- Born: c. 1720s–1730s
- Died: c. late 18th century
- Spouse: Princess Khin Ama of Pyithawtha
- House: Konbaung
- Father: Maung Pyay (Minye Thinkathu, Prince of Kyauk Sauk)
- Mother: Princess Khin Wa
- Religion: Theravada Buddhism

= Shwe Aing =

First Prince of Pyinsi (c. 18th century) during the Konbaung Dynasty of Myanmar

Shwe Aing (ရွှေအိုင်) was a royal prince during the Konbaung dynasty of Burma. He received the appanage of Pyinsi.

== Life ==
Shwe Aing was born in Burma to Maung Pyay, who held the title Minye Thinkathu and served as the Prince of Kyauk Sauk, and Princess Khin Wa, daughter of Min Thiri Yanta Za, Commander of Shwe Ka in Sippaw, and Princess Ma Bek. His grandfather, Prince Maung Shwe Ya, was the full brother of King Alaungpaya and died before ascending the throne, making Shwe Aing a direct descendant of Alaungpaya's siblings.

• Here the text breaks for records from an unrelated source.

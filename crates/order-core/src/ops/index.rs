use indexmap::IndexMap;
use serde::{Deserialize, Serialize};
use std::collections::{BTreeSet, HashMap};
use std::ops::{Deref, DerefMut};

use super::relations::RelationManager;
use crate::errors::{OrderError, Result};
use crate::model::identity::{validate_name, IdSpec, IdentityKey, Kind, ObjectRef};
use crate::model::{FromIdentity, HasIdentity, IdentityAccess, IndexId, UniqueObject};

/// Largest id an index hands out; ids are stored as non-negative `i64`
pub const MAX_ID: u64 = i64::MAX.unsigned_abs();

/// How auto ids are assigned after removals
#[derive(Debug, Clone, Copy, PartialEq, Eq, Default, Serialize, Deserialize)]
#[serde(rename_all = "snake_case")]
pub enum IdPolicy {
    /// Removed ids are retired for the lifetime of the index
    #[default]
    NeverReuse,
    /// Auto ids take the lowest id not currently in use
    ReuseLowestFree,
}

/// UniqueObjectIndex - registry of all objects of one kind
///
/// Objects are reachable by name and by id. Both lookup paths are updated
/// together and iteration follows insertion order, stable across removals of
/// other objects.
///
/// Mutating operations either succeed completely or leave the index
/// untouched.
#[derive(Debug, Clone)]
pub struct UniqueObjectIndex<T> {
    index_id: IndexId,
    kind: Kind,
    policy: IdPolicy,
    objects: IndexMap<String, T>,
    ids: HashMap<u64, String>,
    next_id: u64,
    retired: BTreeSet<u64>,
}

impl<T: HasIdentity> UniqueObjectIndex<T> {
    /// Create an empty index for `kind` with the default id policy
    pub fn new(kind: Kind) -> Self {
        Self::with_policy(kind, IdPolicy::default())
    }

    pub fn with_policy(kind: Kind, policy: IdPolicy) -> Self {
        Self {
            index_id: IndexId::next(),
            kind,
            policy,
            objects: IndexMap::new(),
            ids: HashMap::new(),
            next_id: 0,
            retired: BTreeSet::new(),
        }
    }

    pub fn index_id(&self) -> IndexId {
        self.index_id
    }

    pub fn kind(&self) -> &Kind {
        &self.kind
    }

    pub fn policy(&self) -> IdPolicy {
        self.policy
    }

    /// Register an object, resolving an auto id
    ///
    /// # Errors
    ///
    /// - `KindMismatch` if the object is of another kind
    /// - `AlreadyRegistered` if another index owns the object
    /// - `DuplicateObject` if the name or id is taken (or retired)
    /// - `InvalidIdentity` if an auto id is requested once every id up to
    ///   [`MAX_ID`] has been handed out
    pub fn add(&mut self, mut object: T) -> Result<&T> {
        if object.kind() != &self.kind {
            return Err(OrderError::KindMismatch {
                expected: self.kind.to_string(),
                found: object.kind().to_string(),
            });
        }
        if object.is_registered() {
            return Err(OrderError::AlreadyRegistered {
                kind: self.kind.to_string(),
                name: object.name().to_string(),
            });
        }

        let name = object.name().to_string();
        if self.objects.contains_key(&name) {
            return Err(self.duplicate(ObjectRef::Name(name)));
        }

        let id = match object.identity().id() {
            IdSpec::Auto => self.next_free_id().ok_or_else(|| OrderError::InvalidIdentity {
                kind: self.kind.to_string(),
                name: name.clone(),
                reason: format!("no free id left up to {}", MAX_ID),
            })?,
            IdSpec::Explicit(_) => {
                let id = object.id().ok_or_else(|| OrderError::Internal {
                    message: format!("unresolvable id on {}", object.identity()),
                })?;
                if self.ids.contains_key(&id)
                    || (self.policy == IdPolicy::NeverReuse && self.retired.contains(&id))
                {
                    return Err(self.duplicate(ObjectRef::Id(id)));
                }
                id
            }
        };

        let unique = object.unique_mut(IdentityAccess::grant());
        unique.key_mut().resolve(id)?;
        unique.set_owner(Some(self.index_id));

        self.ids.insert(id, name.clone());
        self.next_id = self.next_id.max(id + 1);
        tracing::debug!(kind = %self.kind, name = %name, id, "registered");

        let (index, _) = self.objects.insert_full(name, object);
        Ok(&self.objects[index])
    }

    /// Construct an object from identity arguments and register it
    ///
    /// # Errors
    ///
    /// Returns `InvalidIdentity` for invalid arguments, otherwise the errors
    /// of [`add`](Self::add).
    pub fn add_new(&mut self, name: impl Into<String>, id: impl Into<IdSpec>) -> Result<&T>
    where
        T: FromIdentity,
    {
        let unique = UniqueObject::new(self.kind.clone(), name, id)?;
        self.add(T::from_unique(unique))
    }

    /// Look up by name or id
    ///
    /// # Errors
    ///
    /// Returns `ObjectNotFound` if nothing matches.
    pub fn get(&self, key: impl Into<ObjectRef>) -> Result<&T> {
        let key = key.into();
        match self.locate(&key) {
            Some(index) => Ok(&self.objects[index]),
            None => Err(self.not_found(key)),
        }
    }

    /// Look up by name or id, `None` on a miss
    pub fn find(&self, key: impl Into<ObjectRef>) -> Option<&T> {
        self.locate(&key.into()).map(|index| &self.objects[index])
    }

    /// Mutable access to aux data, tags and domain attributes
    ///
    /// The returned guard keeps the identity fixed; see [`ObjectMut`].
    ///
    /// # Errors
    ///
    /// Returns `ObjectNotFound` if nothing matches.
    pub fn get_mut(&mut self, key: impl Into<ObjectRef>) -> Result<ObjectMut<'_, T>> {
        let key = key.into();
        match self.locate(&key) {
            Some(index) => Ok(ObjectMut::new(&mut self.objects[index])),
            None => Err(self.not_found(key)),
        }
    }

    pub fn contains(&self, key: impl Into<ObjectRef>) -> bool {
        self.locate(&key.into()).is_some()
    }

    /// Unregister an object and sever all of its relation edges
    ///
    /// # Errors
    ///
    /// Returns `ObjectNotFound` if nothing matches.
    pub fn remove(&mut self, key: impl Into<ObjectRef>, relations: &mut RelationManager) -> Result<T> {
        let key = key.into();
        let index = self.locate(&key).ok_or_else(|| self.not_found(key))?;

        let node = self.objects[index].node_key();
        relations.cascade_remove(&node);

        let (name, mut object) = self
            .objects
            .shift_remove_index(index)
            .ok_or_else(|| OrderError::Internal {
                message: format!("index position {} vanished", index),
            })?;
        if let Some(id) = object.id() {
            self.ids.remove(&id);
            if self.policy == IdPolicy::NeverReuse {
                self.retired.insert(id);
            }
        }
        object.unique_mut(IdentityAccess::grant()).set_owner(None);
        tracing::debug!(kind = %self.kind, name = %name, "unregistered");
        Ok(object)
    }

    /// Rename an object in place, keeping its position and its edges
    ///
    /// # Errors
    ///
    /// - `ObjectNotFound` if nothing matches
    /// - `InvalidIdentity` if the new name is invalid
    /// - `DuplicateObject` if the new name is taken
    pub fn rename(
        &mut self,
        key: impl Into<ObjectRef>,
        new_name: &str,
        relations: &mut RelationManager,
    ) -> Result<()> {
        let key = key.into();
        let index = self.locate(&key).ok_or_else(|| self.not_found(key))?;
        validate_name(&self.kind, new_name)?;

        let old_node = self.objects[index].node_key();
        if old_node.name == new_name {
            return Ok(());
        }
        if self.objects.contains_key(new_name) {
            return Err(self.duplicate(ObjectRef::Name(new_name.to_string())));
        }

        let (_, mut object) = self
            .objects
            .shift_remove_index(index)
            .ok_or_else(|| OrderError::Internal {
                message: format!("index position {} vanished", index),
            })?;
        object
            .unique_mut(IdentityAccess::grant())
            .key_mut()
            .set_name(new_name.to_string());
        if let Some(id) = object.id() {
            self.ids.insert(id, new_name.to_string());
        }
        let new_node = object.node_key();
        self.objects.shift_insert(index, new_name.to_string(), object);

        relations.rekey(&old_node, &new_node);
        tracing::debug!(kind = %self.kind, old = %old_node.name, new = new_name, "renamed");
        Ok(())
    }

    /// Names in insertion order
    pub fn names(&self) -> impl Iterator<Item = &str> {
        self.objects.keys().map(String::as_str)
    }

    /// Ids in insertion order
    pub fn ids(&self) -> impl Iterator<Item = u64> + '_ {
        self.objects.values().filter_map(|object| object.id())
    }

    pub fn iter(&self) -> impl Iterator<Item = &T> {
        self.objects.values()
    }

    pub fn len(&self) -> usize {
        self.objects.len()
    }

    pub fn is_empty(&self) -> bool {
        self.objects.is_empty()
    }

    /// Id that the next auto-id registration would receive, `None` once
    /// every id up to [`MAX_ID`] is spent
    pub fn peek_next_id(&self) -> Option<u64> {
        self.next_free_id()
    }

    /// Retired ids (only filled under [`IdPolicy::NeverReuse`])
    pub fn retired_ids(&self) -> impl Iterator<Item = u64> + '_ {
        self.retired.iter().copied()
    }

    /// Name reached through the id path, for consistency checks
    pub(crate) fn name_of_id(&self, id: u64) -> Option<&str> {
        self.ids.get(&id).map(String::as_str)
    }

    pub(crate) fn id_count(&self) -> usize {
        self.ids.len()
    }

    /// Drop a just-added object without retiring its id
    pub(crate) fn undo_add(&mut self, name: &str, previous_next_id: u64) -> Option<T> {
        let mut object = self.objects.shift_remove(name)?;
        if let Some(id) = object.id() {
            self.ids.remove(&id);
        }
        self.next_id = previous_next_id;
        object.unique_mut(IdentityAccess::grant()).set_owner(None);
        Some(object)
    }

    pub(crate) fn next_id_counter(&self) -> u64 {
        self.next_id
    }

    fn next_free_id(&self) -> Option<u64> {
        match self.policy {
            IdPolicy::NeverReuse => Some(self.next_id).filter(|id| *id <= MAX_ID),
            IdPolicy::ReuseLowestFree => (0..=MAX_ID).find(|id| !self.ids.contains_key(id)),
        }
    }

    fn locate(&self, key: &ObjectRef) -> Option<usize> {
        match key {
            ObjectRef::Name(name) => self.objects.get_index_of(name),
            ObjectRef::Id(id) => self
                .ids
                .get(id)
                .and_then(|name| self.objects.get_index_of(name)),
        }
    }

    fn not_found(&self, key: ObjectRef) -> OrderError {
        OrderError::ObjectNotFound {
            kind: self.kind.to_string(),
            key,
        }
    }

    fn duplicate(&self, key: ObjectRef) -> OrderError {
        OrderError::DuplicateObject {
            kind: self.kind.to_string(),
            key,
        }
    }
}

/// Guard returned by [`UniqueObjectIndex::get_mut`]
///
/// Dereferences to the registered object so auxiliary data, tags and domain
/// attributes can be edited in place. The identity and owner are put back
/// when the guard drops, even if the object was replaced wholesale; names
/// change through [`UniqueObjectIndex::rename`] only.
pub struct ObjectMut<'a, T: HasIdentity> {
    object: &'a mut T,
    key: IdentityKey,
    owner: Option<IndexId>,
}

impl<'a, T: HasIdentity> ObjectMut<'a, T> {
    fn new(object: &'a mut T) -> Self {
        let key = object.identity().clone();
        let owner = object.unique().owner();
        Self { object, key, owner }
    }
}

impl<T: HasIdentity> Deref for ObjectMut<'_, T> {
    type Target = T;

    fn deref(&self) -> &T {
        self.object
    }
}

impl<T: HasIdentity> DerefMut for ObjectMut<'_, T> {
    fn deref_mut(&mut self) -> &mut T {
        self.object
    }
}

impl<T: HasIdentity> Drop for ObjectMut<'_, T> {
    fn drop(&mut self) {
        let unique = self.object.unique_mut(IdentityAccess::grant());
        if unique.key() != &self.key {
            tracing::debug!(kept = %self.key, discarded = %unique.key(), "identity change discarded");
            *unique.key_mut() = self.key.clone();
        }
        unique.set_owner(self.owner);
    }
}

impl<T: HasIdentity + std::fmt::Debug> std::fmt::Debug for ObjectMut<'_, T> {
    fn fmt(&self, f: &mut std::fmt::Formatter<'_>) -> std::fmt::Result {
        f.debug_tuple("ObjectMut").field(&self.object).finish()
    }
}

impl<'a, T> IntoIterator for &'a UniqueObjectIndex<T> {
    type Item = &'a T;
    type IntoIter = indexmap::map::Values<'a, String, T>;

    fn into_iter(self) -> Self::IntoIter {
        self.objects.values()
    }
}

King Alaungpaya granted him the appanageof Pyinsi and conferred upon him the title of Prince of Pyinsi. He was one of the five Princes of Pyinsi during the Konbaung dynasty.

Shwe Aing married Princess Khin Ama of Pyithawtha, daughter of Minhla Kyawthu, a commander of Inwa.